Congress is racing to see if it can pass an effective plan to revive the rapidly failing economy before it plunges even further. Nearly 2 million people have lost their jobs over the last four months of 2008. In December more than 11 million people were unemployed—1.4 million of them age 55-plus.
Already there are signs that the Senate may overhaul the $819 billion economic stimulus measure that the House passed last week. Despite President Obama’s hope for a “postpartisan” consensus to address spreading economic misery, the debate is following mostly Republican and Democratic rhetoric.
To finalize a massive bill to kick-start the stalled economy, the Senate will first have to confront two long-standing and deep-seated ideological debates:
• Is it more effective to jerk the economy back to life by cutting taxes, which puts more money in consumers’ pockets, or by getting the government to spend billions directly to create new jobs? Democrats tend to favor more spending; Republicans, a smaller government.
• And does the economic crisis mean the government should simply spend money to create work, or should it use the emergency to develop longer-term policies that may add a legacy of bigger government and higher costs down the road? With a new president and a new electoral mandate, Democrats see the economic crisis as an opportunity to develop longer-term initiatives on health care and energy efficiency.
About one-third of the stimulus bill as currently passed by the House—some $275 billion—would be allocated to tax cuts, a signature element of Obama’s campaign. The bill would offer a credit of up to $500 for individuals and $1,000 for couples, and would enter the economy’s bloodstream rather quickly because it would temporarily reduce the amount of wages employers withhold from workers’ paychecks.
However, many Democrats in both chambers of Congress think the bill offers too many tax cuts and would prefer to spend more aggressively to build roads and prop up the housing market, which has collapsed from the weight of massive foreclosures. “I never saw a tax cut fix a bridge. I never saw a tax cut give us more public transportation,” said Massachusetts Democrat Barney Frank, chairman of the House Financial Services Committee. “The fact is, we need a mix” of both tax incentives and bold public spending, he said yesterday on ABC’sThis Week.

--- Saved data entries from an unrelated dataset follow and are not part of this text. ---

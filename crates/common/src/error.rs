//! Common error types and handling for SwapShop

use axum::{
    http::StatusCode,
    response::{IntoResponse, Response},
    Json,
};
use serde_json::json;

/// Common result type
pub type Result<T> = std::result::Result<T, Error>;

/// Common error type for the SwapShop services
#[derive(Debug, thiserror::Error)]
pub enum Error {
    #[error("Unexpected error: {0}")]
    Unexpected(#[from] anyhow::Error),

    #[error("Storage error: {0}")]
    Database(#[from] sqlx::Error),

    #[error("Serialization error: {0}")]
    Serialization(#[from] serde_json::Error),

    #[error("Authentication error: {0}")]
    Authentication(String),

    #[error("Forbidden: {0}")]
    Forbidden(String),

    #[error("Validation error: {0}")]
    Validation(String),

    #[error("Not found: {0}")]
    NotFound(String),

    #[error("Conflict: {0}")]
    Conflict(String),

    #[error("Internal error: {0}")]
    Internal(String),
}

impl Error {
    /// Get the appropriate HTTP status code for this error
    pub fn status_code(&self) -> StatusCode {
        match self {
            Error::Authentication(_) => StatusCode::UNAUTHORIZED,
            Error::Forbidden(_) => StatusCode::FORBIDDEN,
            Error::Validation(_) => StatusCode::BAD_REQUEST,
            Error::NotFound(_) => StatusCode::NOT_FOUND,
            Error::Conflict(_) => StatusCode::CONFLICT,
            Error::Unexpected(_)
            | Error::Database(_)
            | Error::Serialization(_)
            | Error::Internal(_) => StatusCode::INTERNAL_SERVER_ERROR,
        }
    }

    /// Get the error code for API responses
    pub fn error_code(&self) -> &'static str {
        match self {
            Error::Unexpected(_) => "UNEXPECTED_ERROR",
            Error::Database(_) => "DATABASE_ERROR",
            Error::Serialization(_) => "SERIALIZATION_ERROR",
            Error::Authentication(_) => "AUTHENTICATION_ERROR",
            Error::Forbidden(_) => "FORBIDDEN",
            Error::Validation(_) => "VALIDATION_ERROR",
            Error::NotFound(_) => "NOT_FOUND",
            Error::Conflict(_) => "CONFLICT",
            Error::Internal(_) => "INTERNAL_ERROR",
        }
    }
}

impl IntoResponse for Error {
    fn into_response(self) -> Response {
        let status = self.status_code();
        let error_code = self.error_code();

        // Storage details stay in the logs, not in the response body
        let message = if status == StatusCode::INTERNAL_SERVER_ERROR {
            tracing::error!(error = %self, "Internal server error");
            "Internal server error".to_string()
        } else {
            self.to_string()
        };

        let body = Json(json!({
            "error": {
                "code": error_code,
                "message": message,
            }
        }));

        (status, body).into_response()
    }
}
//! Message retrieval and unread counts

use std::collections::HashMap;

use swapshop_common::{Error, Result};
use uuid::Uuid;

use super::ConversationService;
use crate::domain::views::{MessageWithSender, PublicProfile, UnreadCount};

impl ConversationService {
    /// Full message history for a participant. Messages from the other
    /// participant are marked read in one batch before the history is read
    /// back, so the returned flags already reflect this view. Nothing that
    /// can fail runs after the batch commits.
    pub async fn get_messages(
        &self,
        conversation_id: Uuid,
        viewer_id: Uuid,
    ) -> Result<Vec<MessageWithSender>> {
        let conversation = self
            .store
            .find_conversation(conversation_id)
            .await?
            .ok_or_else(|| Error::NotFound("Conversation not found".to_string()))?;
        conversation.ensure_participant(viewer_id)?;

        let mut senders: HashMap<Uuid, Option<PublicProfile>> = HashMap::with_capacity(2);
        for id in [conversation.buyer_id, conversation.seller_id] {
            let profile = self.directory.find_user(id).await?.map(|u| u.public());
            senders.insert(id, profile);
        }

        let messages = self
            .store
            .mark_read_and_list(conversation_id, viewer_id)
            .await?;

        Ok(messages
            .into_iter()
            .map(|message| MessageWithSender {
                sender: senders.get(&message.sender_id).cloned().flatten(),
                message,
            })
            .collect())
    }

    /// Unread messages addressed to `user_id` across all their conversations
    pub async fn get_unread_count(&self, user_id: Uuid) -> Result<UnreadCount> {
        let count = self.store.count_unread_for_user(user_id).await?;
        Ok(UnreadCount { count })
    }
}
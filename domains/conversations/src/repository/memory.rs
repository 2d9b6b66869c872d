//! In-memory conversation store
//!
//! Holds every conversation and message behind one mutex, so each trait
//! call is atomic the same way a single database transaction is. Enforces
//! the one-conversation-per-triple rule like the database constraint does.

use std::collections::HashMap;
use std::sync::{Arc, Mutex, MutexGuard};

use async_trait::async_trait;
use swapshop_common::{Error, Result};
use uuid::Uuid;

use super::store::ConversationStore;
use crate::domain::entities::{Conversation, Message};
use crate::domain::state::{ReadEvent, ReadStateMachine};

#[derive(Debug, Default)]
struct Inner {
    conversations: HashMap<Uuid, Conversation>,
    messages: Vec<Message>,
    next_sequence: i64,
}

impl Inner {
    fn push_message(&mut self, message: &Message) -> Message {
        self.next_sequence += 1;
        let mut stored = message.clone();
        stored.sequence = self.next_sequence;
        self.messages.push(stored.clone());
        stored
    }

    fn conversation_messages(&self, conversation_id: Uuid) -> Vec<Message> {
        let mut messages: Vec<Message> = self
            .messages
            .iter()
            .filter(|m| m.conversation_id == conversation_id)
            .cloned()
            .collect();
        messages.sort_by_key(Message::order_key);
        messages
    }

    fn unread_for(&self, conversation_id: Uuid, viewer_id: Uuid) -> i64 {
        self.messages
            .iter()
            .filter(|m| m.conversation_id == conversation_id && m.sender_id != viewer_id && !m.read)
            .count() as i64
    }
}

#[derive(Debug, Clone, Default)]
pub struct InMemoryConversationStore {
    inner: Arc<Mutex<Inner>>,
}

impl InMemoryConversationStore {
    pub fn new() -> Self {
        Self::default()
    }

    fn lock(&self) -> Result<MutexGuard<'_, Inner>> {
        self.inner
            .lock()
            .map_err(|_| Error::Internal("conversation store lock poisoned".to_string()))
    }

    /// Number of stored conversations
    pub fn conversation_count(&self) -> usize {
        self.lock().map(|inner| inner.conversations.len()).unwrap_or(0)
    }

    /// Number of stored messages across all conversations
    pub fn message_count(&self) -> usize {
        self.lock().map(|inner| inner.messages.len()).unwrap_or(0)
    }
}

#[async_trait]
impl ConversationStore for InMemoryConversationStore {
    async fn find_conversation(&self, id: Uuid) -> Result<Option<Conversation>> {
        Ok(self.lock()?.conversations.get(&id).cloned())
    }

    async fn find_by_participants(
        &self,
        buyer_id: Uuid,
        seller_id: Uuid,
        item_id: Option<i64>,
    ) -> Result<Option<Conversation>> {
        Ok(self
            .lock()?
            .conversations
            .values()
            .find(|c| c.matches(buyer_id, seller_id, item_id))
            .cloned())
    }

    async fn create_conversation_with_message(
        &self,
        conversation: &Conversation,
        message: &Message,
    ) -> Result<(Conversation, Message)> {
        let mut inner = self.lock()?;

        if message.conversation_id != conversation.id {
            return Err(Error::Internal(
                "Opening message belongs to another conversation".to_string(),
            ));
        }
        let duplicate = inner.conversations.contains_key(&conversation.id)
            || inner.conversations.values().any(|c| {
                c.matches(
                    conversation.buyer_id,
                    conversation.seller_id,
                    conversation.item_id,
                )
            });
        if duplicate {
            return Err(Error::Conflict("Conversation already exists".to_string()));
        }

        let mut created = conversation.clone();
        created.touch(message.created_at);
        inner.conversations.insert(created.id, created.clone());

        let stored = inner.push_message(message);
        Ok((created, stored))
    }

    async fn list_conversations_for_user(&self, user_id: Uuid) -> Result<Vec<Conversation>> {
        let mut convs: Vec<Conversation> = self
            .lock()?
            .conversations
            .values()
            .filter(|c| c.is_participant(user_id))
            .cloned()
            .collect();
        convs.sort_by(|a, b| b.updated_at.cmp(&a.updated_at).then(b.id.cmp(&a.id)));
        Ok(convs)
    }

    async fn append_message(&self, message: &Message) -> Result<Message> {
        let mut inner = self.lock()?;

        let conversation = inner
            .conversations
            .get_mut(&message.conversation_id)
            .ok_or_else(|| Error::NotFound("Conversation not found".to_string()))?;
        conversation.touch(message.created_at);

        Ok(inner.push_message(message))
    }

    async fn latest_message(&self, conversation_id: Uuid) -> Result<Option<Message>> {
        Ok(self
            .lock()?
            .messages
            .iter()
            .filter(|m| m.conversation_id == conversation_id)
            .max_by_key(|m| m.order_key())
            .cloned())
    }

    async fn mark_read_and_list(
        &self,
        conversation_id: Uuid,
        viewer_id: Uuid,
    ) -> Result<Vec<Message>> {
        let mut inner = self.lock()?;

        for message in inner
            .messages
            .iter_mut()
            .filter(|m| m.conversation_id == conversation_id && m.sender_id != viewer_id && !m.read)
        {
            ReadStateMachine::transition_for_viewer(
                message.read_state(),
                ReadEvent::MarkRead,
                message.sender_id,
                viewer_id,
            )?;
            message.read = true;
        }

        Ok(inner.conversation_messages(conversation_id))
    }

    async fn count_unread(&self, conversation_id: Uuid, viewer_id: Uuid) -> Result<i64> {
        Ok(self.lock()?.unread_for(conversation_id, viewer_id))
    }

    async fn count_unread_for_user(&self, user_id: Uuid) -> Result<i64> {
        let inner = self.lock()?;
        Ok(inner
            .conversations
            .values()
            .filter(|c| c.is_participant(user_id))
            .map(|c| inner.unread_for(c.id, user_id))
            .sum())
    }
}
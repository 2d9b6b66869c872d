//! Conversations domain: buyer–seller threads about marketplace listings
//!
//! Find-or-create conversations per `(buyer, seller, item)`, append-only
//! message histories with per-message read state, unread badge counts, and
//! a seller email when a buyer first makes contact.

pub mod api;
pub mod domain;
pub mod repository;
pub mod service;

// Re-export domain types at the crate root for convenience
pub use domain::entities::{Conversation, Message, ParticipantRole, MAX_MESSAGE_LENGTH};
pub use domain::state::{ReadEvent, ReadState, ReadStateMachine, StateError};
pub use domain::views::{
    ConversationSummary, ItemSummary, MessageWithSender, PublicProfile, StartedConversation,
    UnreadCount, UserProfile,
};

// Re-export repository types
pub use repository::{
    ConversationRepository, ConversationStore, ConversationsRepositories, Directory,
    InMemoryConversationStore, InMemoryDirectory, MessageRepository, PgDirectory,
};

// Re-export service types
pub use service::{ConversationService, ConversationStartedNotice, NotificationHook};

// Re-export API types
pub use api::routes;
pub use api::ConversationsState;
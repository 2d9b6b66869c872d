//! JWT claims types

use serde::{Deserialize, Serialize};

/// Claims carried by a session token
#[derive(Debug, Serialize, Deserialize)]
pub struct SessionClaims {
    /// Subject (user ID)
    pub sub: String,
    /// Email
    #[serde(default, skip_serializing_if = "Option::is_none")]
    pub email: Option<String>,
    /// Issued at
    pub iat: u64,
    /// Expires at
    pub exp: u64,
    /// Audience
    #[serde(default, skip_serializing_if = "Option::is_none")]
    pub aud: Option<String>,
    /// Issuer
    #[serde(default, skip_serializing_if = "Option::is_none")]
    pub iss: Option<String>,
}
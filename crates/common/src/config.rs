//! Configuration management following 12-factor app principles
//!
//! All configuration is loaded from environment variables to ensure
//! clean separation between code and config.

use anyhow::Result;
use serde::{Deserialize, Serialize};
use std::env;

/// Default pool size when `DATABASE_MAX_CONNECTIONS` is unset or malformed
const DEFAULT_MAX_CONNECTIONS: u32 = 10;

/// Default HTTP port for the local server
const DEFAULT_PORT: u16 = 3000;

#[derive(Debug, Clone, Serialize, Deserialize)]
pub struct Config {
    /// Database connection URL (PostgreSQL)
    pub database_url: String,
    pub database_max_connections: u32,

    /// Session token verification
    pub jwt_secret: String,
    pub jwt_issuer: Option<String>,
    pub jwt_audience: Option<String>,

    /// Runtime configuration
    pub rust_log: String,
    pub port: u16,
}

impl Config {
    /// Load configuration from environment variables
    pub fn from_env() -> Result<Self> {
        dotenvy::dotenv().ok(); // Load .env file if it exists

        Self::from_lookup(|key| env::var(key).ok())
    }

    /// Build configuration from an arbitrary key lookup
    pub fn from_lookup<F>(lookup: F) -> Result<Self>
    where
        F: Fn(&str) -> Option<String>,
    {
        let required = |key: &str| {
            lookup(key)
                .filter(|v| !v.is_empty())
                .ok_or_else(|| anyhow::anyhow!("{} is required", key))
        };

        let config = Self {
            database_url: required("DATABASE_URL")?,
            database_max_connections: lookup("DATABASE_MAX_CONNECTIONS")
                .and_then(|v| v.parse().ok())
                .unwrap_or(DEFAULT_MAX_CONNECTIONS),

            jwt_secret: required("JWT_SECRET")?,
            jwt_issuer: lookup("JWT_ISSUER").filter(|v| !v.is_empty()),
            jwt_audience: lookup("JWT_AUDIENCE").filter(|v| !v.is_empty()),

            rust_log: lookup("RUST_LOG").unwrap_or_else(|| "swapshop=debug".to_string()),
            port: lookup("PORT")
                .and_then(|v| v.parse().ok())
                .unwrap_or(DEFAULT_PORT),
        };

        Ok(config)
    }
}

But Republicans like Sen. Jim DeMint of South Carolina see the stimulus package as an attempt to permanently, and dangerously, expand the size of government. “This plan is a spending plan. It’s not a stimulus plan. It’s temporary, and it’s wasteful. And a lot of the spending is going to end up being permanent,” DeMint said. Tax cuts, he insists, are more effective. “You can look back in history, and leaving more money in the economy through tax cuts” leads to higher growth, he said.
Economists who measure these things calculate the so-called multiplier effect generated by extra government spending. They try to estimate how much extra bang is produced for every additional buck. After the last round of Bush tax cuts, the consensus estimate was that every dollar of taxes cut yielded only 30 cents in spending—because many Americans tended to use the additional money to pay down consumer debt or put it in the bank rather than rush out to spend it. Martin Feldstein, a conservative economist at Harvard, estimated that only about 15 percent of last year’s tax rebates led to additional spending.
By contrast, spending additional sums on infrastructure like roads and bridges generates an additional $1.59 for every dollar spent, according to Mark Zandi of Moody’s Economy.com, assuming the funds can be allocated quickly enough on what Obama now calls “shovel-ready” projects. Even some liberal economists such as Princeton’s Nobel laureate Paul Krugman wonder whether government can spend so much money so quickly without wasting a good portion of it.
Economists also believe that when additional funds are targeted to those who need it most, like the poor and older people, recipients tend to spend the funds more readily. Thus, the House plan offers the states $87 billion to offset rising Medicaid costs and roughly $43 billion over two years to extend and increase unemployment benefits. The bill also adds as much as 33 weeks of unemployment benefits for states with the highest unemployment rates.
So while some Republican legislators complain that the bill’s spending component is excessive, the nation’s governors last week demanded that the Senate act quickly.
“States are facing fiscal conditions not seen since the Great Depression—anticipated budget shortfalls are expected in excess of $200 billion,” the National Governors Association said in a statement. “Governors … support several key elements of the bill critical to states—increased federal support for Medicaid, and K-12 and higher education; investment in the nation’s infrastructure; and tax provisions to spur investment.”
Expect an open but contentious debate on the Senate floor, though Democrats, who control both houses of Congress, have pledged to their new president that they will complete action before a scheduled congressional recess on Feb. 13. But few are booking their tickets home quite yet.
Michael Zielenziger is based in Oakland, Calif., and writes on business and the economy.